And I've seen that. I've seen medical reports
from many, many other former patients of Dr Cameron
who were denied compensation and the same thing
happened to them. >> Bob: And ultimately,
the federal government would agree to pay compensation
in her mother's name on the condition neither she
nor her lawyer ever talk about it in public. What does that tell us about
the mindset of the current government that this should
be something they insist upon? >> Because they don't
want more applications. They don't want to have to
deal with more applications. If this went to court, it would
have more publicity and more applications would
be forthcoming. >> Bob: Now in
accepting your settlement, you were required to have
a nondisclosure agreement. >> Correct. >> Bob: You couldn't talk
about the settlement itself. >> No. >> Bob: Let me ask you
about what that represents. Is that not apparently a way
for the government to limit the number of people
who learn about this, who might be entitled to
something like this themselves? >> Mmm-hmm, mmm-hmm. Well, it seems to be
something because... >> Bob: Yeah. Why else would they do it? >> Why they are
still covering up? Why are they
still covering it up? Maybe they won't
if they hear about this. You know, maybe they will try to
realize and recognize what the government did before and may
be there's still hope that they could at least
recognize these victims. >> Bob: And lawyer, Alan Stein,
says it is now time for the Government Of Canada to
finally admit the role it played in those brutal experiments. >> The government
never admitted, acknowledged that it was
responsible for the experiments carried out by Dr Cameron
and which experiments the Government Of Canada funded. There was no question that
the Government Of Canada funded these experiments. >> Bob: Do you believe that
responsibility should be taken? >> I definitely believe it. >> Bob: The years of
silence haven't been easy for the victims. For survivor, Helene McIntosh,
and her oldest daughter, Diane, it's taken years to
be able to discuss it all with one another. Diane was only three
when her mother entered the Allan Institute. And Helene knows too well that
Diane and the other girls have been profoundly affected
by what happened to her. >> I just hope that she--
I know she's forgiven me for-- I don't think she's ever
held it against me. When she was on
the phone, all she said was, I love you so much. I love you so much. And I know she does, you know? >> I'm still dealing with this. So I'm still struggling with it. There... There have been negative
ramifications in my life that have prevented me from being
happy and from being productive at many times. [ ♪♪ ] >> Bob: Helene McIntosh was one
of the lucky ones who got a hard fought settlement from
the government in the 1990s.
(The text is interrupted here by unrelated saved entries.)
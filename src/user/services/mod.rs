//! Application services for user accounts.

mod directory;

pub use directory::{
    BootstrapAdminRequest, ChangeRoleRequest, RegisterUserRequest, UserDirectoryError,
    UserDirectoryResult, UserDirectoryService,
};
//! Repository port for team persistence and lookup.

use crate::{
    team::domain::{Team, TeamId},
    user::domain::UserId,
};
use async_trait::async_trait;
use std::sync::Arc;
use thiserror::Error;

/// Result type for team repository operations.
pub type TeamRepositoryResult<T> = Result<T, TeamRepositoryError>;

/// Team persistence contract.
#[async_trait]
pub trait TeamRepository: Send + Sync {
    /// Stores a new team.
    ///
    /// # Errors
    ///
    /// Returns [`TeamRepositoryError::DuplicateTeam`] when the ID already
    /// exists.
    async fn store(&self, team: &Team) -> TeamRepositoryResult<()>;

    /// Persists changes to an existing team, including its members.
    ///
    /// # Errors
    ///
    /// Returns [`TeamRepositoryError::NotFound`] when the team does not exist.
    async fn update(&self, team: &Team) -> TeamRepositoryResult<()>;

    /// Finds a team by identifier.
    ///
    /// Returns `None` when the team does not exist.
    async fn find_by_id(&self, id: TeamId) -> TeamRepositoryResult<Option<Team>>;

    /// Returns every team the user belongs to.
    async fn find_by_member(&self, user_id: UserId) -> TeamRepositoryResult<Vec<Team>>;
}

/// Errors returned by team repository implementations.
#[derive(Debug, Clone, Error)]
pub enum TeamRepositoryError {
    /// A team with the same identifier already exists.
    #[error("duplicate team identifier: {0}")]
    DuplicateTeam(TeamId),

    /// The team was not found.
    #[error("team not found: {0}")]
    NotFound(TeamId),

    /// Persistence-layer failure.
    #[error("persistence error: {0}")]
    Persistence(Arc<dyn std::error::Error + Send + Sync>),
}

impl TeamRepositoryError {
    /// Wraps a persistence error.
    pub fn persistence(err: impl std::error::Error + Send + Sync + 'static) -> Self {
        Self::Persistence(Arc::new(err))
    }
}
//! Unit tests for the project module.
But she says for her, it was
about a lot more than that. >> I got the compensation. But for me, it wasn't the money. It was the... validation that I received. That I wasn't totally crazy. You know? That I was treated the way I was
and it made me do crazy things but I didn't go in there crazy. [ ♪♪ ] >> Not having our mom was
not great but if you remind her of that, there's-- it hurts her
too much, you know? I just have to say,
"It wasn't you. "It was them." >> Bob: It is now the better
part of seven decades since the Allan Memorial Institute in
Montreal became that house of horrors. Today, perhaps hundreds
of Canadians, survivors and family members,
are still paying the price for the brainwashing experiments
sponsored by the Canadian and American governments. Yet to this day, neither the
US nor Canada has ever said, "We're sorry." [ ♪♪ ]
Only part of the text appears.